S. Teresa Riva, riqualificazione del torrente Agrò

 E’ stata fissata al Comune di S. Teresa di Riva per mercoledì 19 luglio la conferenza dei servizi per l’approvazione del progetto di riqualificazione ambientale del torrente Agrò, proposto dal Pit 13. Saranno presenti i rappresentanti di tuttii gli Enti interessati per approvare il progetto del costo di circa tre milioni e 960 mila euro della Regione (Fondi europei). I soldi saranno destinati alla realizzazione di percorsi pedonali, ciclabili, ippovie nei Comuni di S. Alessio, Savoca, Casalvecchio, Forza d’Agrò, S. Teresa, Limina, Antillo. Alla conferenza, oltre ai sindaci dei Comuni interessati, parteciperanno i rappresentanti dell’Assessorato regionale al Territorio, della Sovrintendenza ai beni culturali, del Genio civile sezione demanio, dell’Ufficio territoriale del demanio, dell’Agenzia del demanio fluviale, dell’Ispettorato Ripartimentale Foreste. Con la conferenza dei servizi  si segna un passo importante per la riqualificazione del torrente Agrò i cui problemi  non riguardano solo la riqualificazione e la cura del bene ambientale. Infatti c’è anche da risolvere l’imbrigliamento del greto, considerato una delle cause principali dell’erosione di alcune spiagge della riviera jonica. Da quando, infatti, sono cominciati i problemi dell’erosione degli arenili sono stati messi sotto accusa l’imbrigliamento effettuato negli anni ’80 e in particolare la cementificazione del letto del torrente che hanno rallentato se non, in qualche caso, annullato, l’apporto naturale di sabbia e detriti indispensabile per il ripascimento delle spiagge soprattutto di S. Teresa Riva e S. Alessio Siculo.
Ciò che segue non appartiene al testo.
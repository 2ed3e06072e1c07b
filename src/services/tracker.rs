// SPDX-License-Identifier: MIT
// Copyright 2026 Roland Dreier <roland@rolandd.dev>

//! Run state machine and GPS noise filtering.
//!
//! A fix is accepted when the tracker is running and either:
//! 1. it is the first point of the run, or
//! 2. the implied speed from the last accepted point is at most
//!    `max_speed_mps` and the step is at least `min_step_meters`.
//!
//! The speed check runs before the step check, so a far-and-fast fix is
//! reported as a jump rather than as jitter.

use crate::geometry::{haversine_meters, GeoPoint};
use crate::models::RunSummary;
use serde::{Deserialize, Serialize};
#[cfg(feature = "binding-generation")]
use ts_rs::TS;

/// Default jump threshold (m/s).
pub const DEFAULT_MAX_SPEED_MPS: f64 = 50.0;

/// Default jitter floor (m).
pub const DEFAULT_MIN_STEP_METERS: f64 = 2.0;

/// Filter thresholds.
#[derive(Debug, Clone, Copy, PartialEq)]
pub struct TrackerConfig {
    pub max_speed_mps: f64,
    pub min_step_meters: f64,
    /// Fixes reporting a worse accuracy radius are rejected. Off when `None`.
    pub max_accuracy_meters: Option<f64>,
}

impl Default for TrackerConfig {
    fn default() -> Self {
        Self {
            max_speed_mps: DEFAULT_MAX_SPEED_MPS,
            min_step_meters: DEFAULT_MIN_STEP_METERS,
            max_accuracy_meters: None,
        }
    }
}

#[derive(Debug, Clone, Copy, PartialEq, Eq, Serialize, Deserialize)]
#[serde(rename_all = "snake_case")]
#[cfg_attr(feature = "binding-generation", derive(TS))]
#[cfg_attr(
    feature = "binding-generation",
    ts(export, export_to = "web/src/lib/generated/")
)]
pub enum RunState {
    Idle,
    Running,
}

/// Why a fix was not incorporated. Never an error.
#[derive(Debug, Clone, Copy, PartialEq, Serialize, Deserialize)]
#[serde(tag = "reason", rename_all = "snake_case")]
#[cfg_attr(feature = "binding-generation", derive(TS))]
#[cfg_attr(
    feature = "binding-generation",
    ts(export, export_to = "web/src/lib/generated/")
)]
pub enum Rejection {
    NotRunning,
    InvalidPosition,
    GpsJump { speed_mps: f64 },
    TooSmall { distance_meters: f64 },
    LowAccuracy { accuracy_meters: f64 },
}

impl Rejection {
    pub fn code(&self) -> &'static str {
        match self {
            Rejection::NotRunning => "not_running",
            Rejection::InvalidPosition => "invalid_position",
            Rejection::GpsJump { .. } => "gps_jump",
            Rejection::TooSmall { .. } => "too_small",
            Rejection::LowAccuracy { .. } => "low_accuracy",
        }
    }
}

/// Result of offering a fix to the tracker.
#[derive(Debug, Clone, Copy, PartialEq, Serialize, Deserialize)]
#[serde(tag = "status", rename_all = "snake_case")]
pub enum FixOutcome {
    Accepted {
        /// Distance added to the run (0 for the first point).
        step_meters: f64,
    },
    Rejected(Rejection),
}

impl FixOutcome {
    pub fn is_accepted(&self) -> bool {
        matches!(self, FixOutcome::Accepted { .. })
    }
}

/// Owns the current run's path and distance.
#[derive(Debug)]
pub struct RunTracker {
    config: TrackerConfig,
    state: RunState,
    path: Vec<GeoPoint>,
    distance_meters: f64,
    started_at: i64,
}

impl RunTracker {
    pub fn new(config: TrackerConfig) -> Self {
        Self {
            config,
            state: RunState::Idle,
            path: Vec::new(),
            distance_meters: 0.0,
            started_at: 0,
        }
    }

    pub fn config(&self) -> &TrackerConfig {
        &self.config
    }

    pub fn state(&self) -> RunState {
        self.state
    }

    pub fn is_running(&self) -> bool {
        self.state == RunState::Running
    }

    pub fn path(&self) -> &[GeoPoint] {
        &self.path
    }

    pub fn distance_meters(&self) -> f64 {
        self.distance_meters
    }

    pub fn started_at(&self) -> Option<i64> {
        self.is_running().then_some(self.started_at)
    }

    /// Idle -> Running. Returns `false` (and changes nothing) if already running.
    pub fn start(&mut self, now_ms: i64) -> bool {
        if self.is_running() {
            return false;
        }
        self.state = RunState::Running;
        self.path.clear();
        self.distance_meters = 0.0;
        self.started_at = now_ms;
        true
    }

    /// Offer a fix. `accuracy` is the provider's reported radius, if any.
    ///
    /// Points without a timestamp are compared as if 1 ms had elapsed.
    pub fn accept_point(&mut self, p: GeoPoint, accuracy: Option<f64>) -> FixOutcome {
        if !self.is_running() {
            return FixOutcome::Rejected(Rejection::NotRunning);
        }
        if !p.is_valid() {
            return FixOutcome::Rejected(Rejection::InvalidPosition);
        }

        if let (Some(limit), Some(acc)) = (self.config.max_accuracy_meters, accuracy) {
            if acc > limit {
                return FixOutcome::Rejected(Rejection::LowAccuracy {
                    accuracy_meters: acc,
                });
            }
        }

        let Some(last) = self.path.last().copied() else {
            self.path.push(p);
            return FixOutcome::Accepted { step_meters: 0.0 };
        };

        let dt_ms = match (p.t, last.t) {
            (Some(now), Some(prev)) => now.saturating_sub(prev).max(1),
            _ => 1,
        };
        let d = haversine_meters(&last, &p);
        let speed = d / (dt_ms as f64 / 1000.0);

        if speed > self.config.max_speed_mps {
            return FixOutcome::Rejected(Rejection::GpsJump { speed_mps: speed });
        }
        if d < self.config.min_step_meters {
            return FixOutcome::Rejected(Rejection::TooSmall { distance_meters: d });
        }

        self.path.push(p);
        self.distance_meters += d;
        FixOutcome::Accepted { step_meters: d }
    }

    /// Running -> Idle. Runs with fewer than two accepted points are discarded.
    pub fn stop(&mut self, now_ms: i64) -> Option<RunSummary> {
        if !self.is_running() {
            return None;
        }
        self.state = RunState::Idle;
        let points = std::mem::take(&mut self.path);
        let distance_meters = std::mem::replace(&mut self.distance_meters, 0.0);

        if points.len() < 2 {
            tracing::debug!(points = points.len(), "Discarding false-start run");
            return None;
        }

        Some(RunSummary {
            id: format!("run-{}", self.started_at),
            started_at: self.started_at,
            ended_at: now_ms.max(self.started_at),
            distance_meters,
            points,
        })
    }
}
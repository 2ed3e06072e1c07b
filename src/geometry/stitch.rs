// SPDX-License-Identifier: MIT
// Copyright 2026 Roland Dreier <roland@rolandd.dev>

//! Join boundary segments that share endpoints into rings.
//!
//! Administrative relations arrive as many "outer" ways in no particular
//! order or direction. Rings are grown greedily: the first pooled way whose
//! endpoint touches either end of the current ring is attached, reversed if
//! needed. The first match wins, not the shortest closing path, so ambiguous
//! inputs can yield a valid but non-minimal ring.

use crate::geometry::polygon::Polygon;
use crate::geometry::primitives::GeoPoint;
use std::collections::VecDeque;

/// Stitch `ways` into rings, keeping those with at least three points.
///
/// A way that touches nothing becomes its own (possibly open) ring rather
/// than being dropped.
pub fn stitch_ways(ways: &[Vec<GeoPoint>]) -> Vec<Polygon> {
    let mut pool: VecDeque<Vec<GeoPoint>> = ways.iter().filter(|w| !w.is_empty()).cloned().collect();
    let mut rings = Vec::new();

    while let Some(mut ring) = pool.pop_front() {
        while !is_closed(&ring) {
            let Some(idx) = find_attachable(&pool, &ring) else {
                break;
            };
            let Some(way) = pool.remove(idx) else {
                break;
            };
            attach(&mut ring, way);
        }

        let len = ring.len();
        match Polygon::new(ring) {
            Some(polygon) => rings.push(polygon),
            None => tracing::debug!(points = len, "Dropping degenerate stitched ring"),
        }
    }

    rings
}

fn is_closed(ring: &[GeoPoint]) -> bool {
    ring.len() > 2 && ring[0].approx_eq(&ring[ring.len() - 1])
}

fn find_attachable(pool: &VecDeque<Vec<GeoPoint>>, ring: &[GeoPoint]) -> Option<usize> {
    let head = ring.first()?;
    let tail = ring.last()?;
    pool.iter().position(|way| match (way.first(), way.last()) {
        (Some(first), Some(last)) => {
            first.approx_eq(tail) || last.approx_eq(tail) || first.approx_eq(head) || last.approx_eq(head)
        }
        _ => false,
    })
}

/// Attach `way` to whichever end of `ring` it touches, dropping the shared vertex.
fn attach(ring: &mut Vec<GeoPoint>, mut way: Vec<GeoPoint>) {
    let (Some(&head), Some(&tail)) = (ring.first(), ring.last()) else {
        return;
    };
    let (Some(&first), Some(&last)) = (way.first(), way.last()) else {
        return;
    };

    if first.approx_eq(&tail) {
        ring.extend(way.into_iter().skip(1));
    } else if last.approx_eq(&tail) {
        way.reverse();
        ring.extend(way.into_iter().skip(1));
    } else if last.approx_eq(&head) {
        way.pop();
        way.append(ring);
        *ring = way;
    } else {
        // first touches head: flip so it ends at head, then prepend.
        way.reverse();
        way.pop();
        way.append(ring);
        *ring = way;
    }
}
E nel comune allesese negli ultimi anni si sono registrati i danni più rilevanti causati dalla furia del mare, che in alcune tratti ha cancellato letteralmente la spiaggia. E pensare che nel 1980 quei lavori di imbriaglimento costaranno svariati miliardi delle vecchie lire con la conseguenza che hanno e continuano ad alimentare uno sfascio ambientale di enormi dimensioni. Insomma, a quel tempo si perpetuò una vera e propria aggressione alla natura.